- Task statement
In the entries below, find the line containing "pub mod logging;", then copy it and every later line exactly, ending with the last line.

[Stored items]
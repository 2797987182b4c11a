//! In-world identity-document ("ID/DNI") feature for a multiplayer game
//!
//! Players register personal data through a multi-step on-screen form; the
//! data is validated and committed to their persistent profile, and other
//! players can request to view it, scoped by distance and an optional
//! auto-close timer.
//!
//! # Architecture
//!
//! The core is the registration pipeline:
//!
//! - `core_record`: the identity record and its validation rule
//! - `core_session`: transient per-user staging while the form is filled
//! - `core_registration`: open, collect, validate, commit or reject
//! - `core_display`: distance-scoped rendering of committed records
//!
//! Everything the pipeline needs from the game server is behind the trait
//! seams in `host`; `plugin::IdPlugin` wires it all together once at
//! startup.

pub mod commands;
pub mod config;
pub mod core_display;
pub mod core_record;
pub mod core_registration;
pub mod core_session;
pub mod errors;
pub mod events;
pub mod host;
pub mod logging;
pub mod metrics;
pub mod plugin;
pub mod test_utils;

pub use config::IdConfig;
pub use errors::{IdError, IdResult};
pub use logging::{init_logging, LogLevel};
pub use plugin::IdPlugin;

- Expected answer
pub mod logging;
pub mod metrics;
pub mod plugin;
pub mod test_utils;

pub use config::IdConfig;
pub use errors::{IdError, IdResult};
pub use logging::{init_logging, LogLevel};
pub use plugin::IdPlugin;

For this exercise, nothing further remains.